## Brief
Pull every line containing "return" from the entries.
=== Extracted records ===
//! Command handlers: one function per CLI subcommand. Each resolves its
//! collaborators from [`Config`], calls into the application layer, and
//! prints the outcome.

mod config;
mod install;
mod list;
mod paths;
mod stow;
mod uninstall;

pub use config::Config;
pub use install::install;
pub use list::list;
pub use stow::{restow, stow, unstow};
pub use uninstall::uninstall;
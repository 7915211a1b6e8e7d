use anyhow::Result;
use log::debug;

use crate::application::ListAction;
use crate::package::PackageName;
use crate::runtime::Runtime;
use crate::stow::Linker;

use super::Config;

/// List packages, or the versions of one package with the current version
/// marked. Never probes for the external linker: listing must work on a
/// machine that does not have it.
#[tracing::instrument(skip(config))]
pub fn list<R: Runtime, L: Linker>(
    config: &Config<R, L>,
    package: Option<&PackageName>,
) -> Result<()> {
    let action = ListAction::new(&config.runtime, &config.repo_root);

    match package {
        None => {
            debug!("listing packages");
            for name in action.packages()? {
                println!("{}", name);
            }
        }
        Some(package) => {
            debug!("listing versions of {}", package);
            let listing = action.versions(package)?;
            for version in &listing.versions {
                println!("{}", version_row(version, listing.current.as_deref()));
            }
        }
    }
    Ok(())
}

fn version_row(version: &str, current: Option<&str>) -> String {
    let marker = if current == Some(version) { "* " } else { "  " };
    format!("{}{}", marker, version)
}

#[cfg(test)]
mod tests {
    use super::version_row;

    #[test]
    fn test_version_row_marks_only_current() {
        assert_eq!(version_row("1.0", Some("2.0")), "  1.0");
        assert_eq!(version_row("2.0", Some("2.0")), "* 2.0");
        assert_eq!(version_row("1.0", None), "  1.0");
    }
}
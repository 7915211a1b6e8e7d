//! Stow / unstow / restow sequencing.
//!
//! The governing invariant: the `current` pointer exists if and only if that
//! version is actually linked into the target directory. Every path through
//! these operations preserves it, linker failures included.

use anyhow::Result;
use log::{debug, warn};
use std::path::PathBuf;

use crate::error::Error;
use crate::package::{PackageName, PackageRepository, VersionName};
use crate::runtime::Runtime;
use crate::stow::Linker;

pub struct StowAction<'a, R: Runtime, L: Linker> {
    repo: PackageRepository<'a, R>,
    linker: &'a L,
}

impl<'a, R: Runtime, L: Linker> StowAction<'a, R, L> {
    pub fn new(runtime: &'a R, linker: &'a L, root: impl Into<PathBuf>) -> Self {
        Self {
            repo: PackageRepository::new(runtime, root),
            linker,
        }
    }

    pub fn package_repo(&self) -> &PackageRepository<'a, R> {
        &self.repo
    }

    /// Point `current` at a version and link it into the target directory.
    ///
    /// Any previously stowed version is unstowed first so no stale links
    /// survive. When the linker fails, the freshly written pointer is
    /// removed again before the failure is surfaced.
    pub fn stow(&self, package: &PackageName, version: &VersionName) -> Result<()> {
        if !self.repo.version_exists(package, version) {
            return Err(Error::NotInstalled {
                package: package.to_string(),
                version: version.to_string(),
            }
            .into());
        }

        self.unstow(package, false)?;
        self.repo.link_current(package, version)?;

        debug!("linking '{}/{}' into target", package, version);
        if let Err(err) = self.linker.link(&self.repo.package_dir(package)) {
            // The pointer must not outlive a failed link attempt.
            if let Err(rollback) = self.repo.remove_current(package) {
                warn!(
                    "failed to roll back current link of '{}': {:#}",
                    package, rollback
                );
            }
            return Err(err);
        }
        Ok(())
    }

    /// Remove a package's links from the target directory.
    ///
    /// With no `current` pointer this is a no-op, unless `strict` makes the
    /// missing pointer a [`Error::NotStowed`] failure. On linker failure the
    /// pointer is kept: links may be partially present and the pointer is
    /// what makes a clean retry possible. Only a successful unlink removes
    /// it.
    pub fn unstow(&self, package: &PackageName, strict: bool) -> Result<()> {
        if self.repo.current_version(package)?.is_none() {
            if strict {
                return Err(Error::NotStowed(package.to_string()).into());
            }
            debug!("'{}' is not stowed, nothing to unlink", package);
            return Ok(());
        }

        self.linker.unlink(&self.repo.package_dir(package))?;
        self.repo.remove_current(package)
    }

    /// Unlink and relink the current version, picking up files added to its
    /// tree since it was stowed. The pointer keeps its value.
    pub fn restow(&self, package: &PackageName) -> Result<()> {
        let Some(current) = self.repo.current_version(package)? else {
            return Err(Error::NotStowed(package.to_string()).into());
        };
        let version: VersionName = current.parse()?;
        self.unstow(package, true)?;
        self.stow(package, &version)
    }
}
use anyhow::Result;
use log::debug;
use std::path::Path;

use crate::application::InstallAction;
use crate::package::{PackageName, VersionName};
use crate::runtime::Runtime;
use crate::stow::Linker;

use super::Config;

/// Install a package version from a directory tree and stow it.
#[tracing::instrument(skip(config, path))]
pub fn install<R: Runtime, L: Linker>(
    config: &Config<R, L>,
    package: &PackageName,
    version: &VersionName,
    path: &Path,
    yes: bool,
) -> Result<()> {
    debug!("installing {}/{} from {:?}", package, version, path);
    config.linker.ensure_available()?;

    let action = InstallAction::new(&config.runtime, &config.linker, &config.repo_root);
    action.install(package, version, path, yes)?;
    println!("Installed '{}/{}'", package, version);
    Ok(())
}
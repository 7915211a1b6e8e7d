//! Listing data for packages and versions.

use anyhow::Result;
use std::path::PathBuf;

use crate::package::{PackageName, PackageRepository};
use crate::runtime::Runtime;

/// Versions of one package plus the name the `current` link points at.
pub struct VersionListing {
    pub versions: Vec<String>,
    pub current: Option<String>,
}

/// Read-only queries; never talks to the external linker, so listing works
/// even when the tool is not installed.
pub struct ListAction<'a, R: Runtime> {
    repo: PackageRepository<'a, R>,
}

impl<'a, R: Runtime> ListAction<'a, R> {
    pub fn new(runtime: &'a R, root: impl Into<PathBuf>) -> Self {
        Self {
            repo: PackageRepository::new(runtime, root),
        }
    }

    pub fn packages(&self) -> Result<Vec<String>> {
        self.repo.packages()
    }

    pub fn versions(&self, package: &PackageName) -> Result<VersionListing> {
        let versions = self.repo.versions(package)?;
        let current = self.repo.current_version(package)?;
        Ok(VersionListing { versions, current })
    }
}
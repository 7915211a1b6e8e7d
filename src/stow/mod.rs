//! Boundary to the external symlink farm manager.
//!
//! The orchestration layer depends only on the [`Linker`] trait, so the real
//! tool can be swapped for a mock when testing rollback behavior. The
//! production implementation shells out to GNU Stow:
//!
//! ```text
//! stow [--no-folding] [--verbose=N] -t <target> -d <package-dir> current
//! stow -t <target> -d <package-dir> -D current
//! ```

use anyhow::Result;
use log::debug;
use std::ffi::OsString;
use std::io;
use std::path::{Path, PathBuf};
use std::process::{Command, Stdio};

use crate::error::Error;
use crate::package::CURRENT_LINK;

/// Executable name of the default symlink farm manager.
pub const STOW_PROGRAM: &str = "stow";

#[cfg_attr(test, mockall::automock)]
pub trait Linker: Send + Sync {
    /// Fail fast with [`Error::LinkerNotFound`] when the external tool
    /// cannot be located. Mutating operations call this before touching the
    /// filesystem; read-only operations never do.
    fn ensure_available(&self) -> Result<()>;

    /// Link the package's `current` subtree into the target directory.
    /// A non-zero exit surfaces as [`Error::LinkerFailed`] and may leave
    /// partial links behind; the caller decides how to restore invariants.
    fn link(&self, package_dir: &Path) -> Result<()>;

    /// Delete the links previously created for the package's `current`
    /// subtree.
    fn unlink(&self, package_dir: &Path) -> Result<()>;
}

/// [`Linker`] implementation driving a stow-compatible executable as a child
/// process, blocking on its exit status.
#[derive(Debug, Clone)]
pub struct StowLinker {
    program: PathBuf,
    target: PathBuf,
    no_folding: bool,
    verbosity: u8,
}

impl StowLinker {
    pub fn new(target: impl Into<PathBuf>, no_folding: bool, verbosity: u8) -> Self {
        Self::with_program(STOW_PROGRAM, target, no_folding, verbosity)
    }

    /// Drive an alternative stow-compatible executable (e.g. `xstow`).
    pub fn with_program(
        program: impl Into<PathBuf>,
        target: impl Into<PathBuf>,
        no_folding: bool,
        verbosity: u8,
    ) -> Self {
        Self {
            program: program.into(),
            target: target.into(),
            no_folding,
            verbosity,
        }
    }

    fn link_args(&self, package_dir: &Path) -> Vec<OsString> {
        let mut args: Vec<OsString> = Vec::new();
        if self.no_folding {
            args.push("--no-folding".into());
        }
        if self.verbosity > 0 {
            args.push(format!("--verbose={}", self.verbosity).into());
        }
        args.push("-t".into());
        args.push(self.target.clone().into_os_string());
        args.push("-d".into());
        args.push(package_dir.as_os_str().to_os_string());
        args.push(CURRENT_LINK.into());
        args
    }

    fn unlink_args(&self, package_dir: &Path) -> Vec<OsString> {
        vec![
            "-t".into(),
            self.target.clone().into_os_string(),
            "-d".into(),
            package_dir.as_os_str().to_os_string(),
            "-D".into(),
            CURRENT_LINK.into(),
        ]
    }

    fn run(&self, args: Vec<OsString>) -> Result<()> {
        debug!("running {:?} with {:?}", self.program, args);
        // stdio is inherited so stow's --verbose output reaches the user.
        let status = Command::new(&self.program)
            .args(&args)
            .status()
            .map_err(|err| self.spawn_error(err))?;
        if !status.success() {
            return Err(Error::LinkerFailed {
                status: status.code().unwrap_or(-1),
            }
            .into());
        }
        Ok(())
    }

    fn spawn_error(&self, err: io::Error) -> anyhow::Error {
        if err.kind() == io::ErrorKind::NotFound {
            Error::LinkerNotFound(self.program.display().to_string()).into()
        } else {
            anyhow::Error::new(err).context(format!("failed to run {:?}", self.program))
        }
    }
}

impl Linker for StowLinker {
    fn ensure_available(&self) -> Result<()> {
        // A version probe that spawns at all proves the tool can be located;
        // its exit status is irrelevant here.
        Command::new(&self.program)
            .arg("--version")
            .stdin(Stdio::null())
            .stdout(Stdio::null())
            .stderr(Stdio::null())
            .status()
            .map_err(|err| self.spawn_error(err))?;
        Ok(())
    }

    fn link(&self, package_dir: &Path) -> Result<()> {
        self.run(self.link_args(package_dir))
    }

    fn unlink(&self, package_dir: &Path) -> Result<()> {
        self.run(self.unlink_args(package_dir))
    }
}

#[cfg(test)]
mod tests {
    use super::*;

    fn args_to_strings(args: Vec<OsString>) -> Vec<String> {
        args.into_iter()
            .map(|a| a.into_string().unwrap())
            .collect()
    }

    #[test]
    fn test_link_args_minimal() {
        let linker = StowLinker::new("/usr/local", false, 0);
        assert_eq!(
            args_to_strings(linker.link_args(Path::new("/usr/local/stow/foo"))),
            vec!["-t", "/usr/local", "-d", "/usr/local/stow/foo", "current"]
        );
    }

    #[test]
    fn test_link_args_with_options() {
        let linker = StowLinker::new("/usr/local", true, 2);
        assert_eq!(
            args_to_strings(linker.link_args(Path::new("/usr/local/stow/foo"))),
            vec![
                "--no-folding",
                "--verbose=2",
                "-t",
                "/usr/local",
                "-d",
                "/usr/local/stow/foo",
                "current"
            ]
        );
    }

    #[test]
    fn test_unlink_args() {
        let linker = StowLinker::new("/usr/local", true, 1);
        // Delete mode never forwards folding or verbosity options
        assert_eq!(
            args_to_strings(linker.unlink_args(Path::new("/usr/local/stow/foo"))),
            vec!["-t", "/usr/local", "-d", "/usr/local/stow/foo", "-D", "current"]
        );
    }

    #[cfg(unix)]
    #[test]
    fn test_nonzero_exit_maps_to_linker_failed() {
        let linker = StowLinker::with_program("false", "/tmp", false, 0);
        let err = linker.link(Path::new("/tmp")).unwrap_err();
        assert!(matches!(
            err.downcast_ref::<Error>(),
            Some(Error::LinkerFailed { status: 1 })
        ));
    }

    #[cfg(unix)]
    #[test]
    fn test_zero_exit_is_ok() {
        let linker = StowLinker::with_program("true", "/tmp", false, 0);
        assert!(linker.link(Path::new("/tmp")).is_ok());
        assert!(linker.unlink(Path::new("/tmp")).is_ok());
    }

    #[test]
    fn test_missing_program_maps_to_linker_not_found() {
        let linker =
            StowLinker::with_program("/no/such/dir/definitely-not-stow", "/tmp", false, 0);

        let err = linker.ensure_available().unwrap_err();
        assert!(matches!(
            err.downcast_ref::<Error>(),
            Some(Error::LinkerNotFound(_))
        ));

        let err = linker.link(Path::new("/tmp")).unwrap_err();
        assert!(matches!(
            err.downcast_ref::<Error>(),
            Some(Error::LinkerNotFound(_))
        ));
    }
}
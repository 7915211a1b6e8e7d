//! Validated package and version names.
//!
//! Both names become single path segments under the repository root, so they
//! are checked once, at the CLI boundary, before any path is composed.
//! Nothing downstream re-validates.

use std::fmt;
use std::str::FromStr;

use crate::error::{Error, NameKind};

/// Name of the symlink selecting a package's active version. Reserved: no
/// version may be called this.
pub const CURRENT_LINK: &str = "current";

/// A package name: one non-empty path segment.
#[derive(Debug, Clone, PartialEq, Eq, Hash)]
pub struct PackageName(String);

impl PackageName {
    pub fn as_str(&self) -> &str {
        &self.0
    }
}

impl fmt::Display for PackageName {
    fn fmt(&self, f: &mut fmt::Formatter<'_>) -> fmt::Result {
        f.write_str(&self.0)
    }
}

impl FromStr for PackageName {
    type Err = Error;

    fn from_str(s: &str) -> Result<Self, Error> {
        validate_segment(NameKind::Package, s)?;
        Ok(Self(s.to_string()))
    }
}

/// A version name: one non-empty path segment, and never the reserved
/// literal `current`.
#[derive(Debug, Clone, PartialEq, Eq, Hash)]
pub struct VersionName(String);

impl VersionName {
    pub fn as_str(&self) -> &str {
        &self.0
    }
}

impl fmt::Display for VersionName {
    fn fmt(&self, f: &mut fmt::Formatter<'_>) -> fmt::Result {
        f.write_str(&self.0)
    }
}

impl FromStr for VersionName {
    type Err = Error;

    fn from_str(s: &str) -> Result<Self, Error> {
        validate_segment(NameKind::Version, s)?;
        if s == CURRENT_LINK {
            return Err(Error::InvalidName {
                kind: NameKind::Version,
                name: s.to_string(),
                reason: "'current' is reserved",
            });
        }
        Ok(Self(s.to_string()))
    }
}

fn validate_segment(kind: NameKind, name: &str) -> Result<(), Error> {
    let reason = if name.is_empty() {
        Some("must not be empty")
    } else if name.contains('/') || name.contains('\\') {
        Some("must not contain path separators")
    } else if name.contains('\0') {
        Some("must not contain null bytes")
    } else if name == "." || name == ".." {
        Some("must be a directory name")
    } else {
        None
    };

    match reason {
        Some(reason) => Err(Error::InvalidName {
            kind,
            name: name.to_string(),
            reason,
        }),
        None => Ok(()),
    }
}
===
## Response
            return Err(Error::NotInstalled {
            return Err(err);
                return Err(Error::NotStowed(package.to_string()).into());
            return Ok(());
            return Err(Error::NotStowed(package.to_string()).into());
            return Err(Error::LinkerFailed {
            return Err(Error::InvalidName {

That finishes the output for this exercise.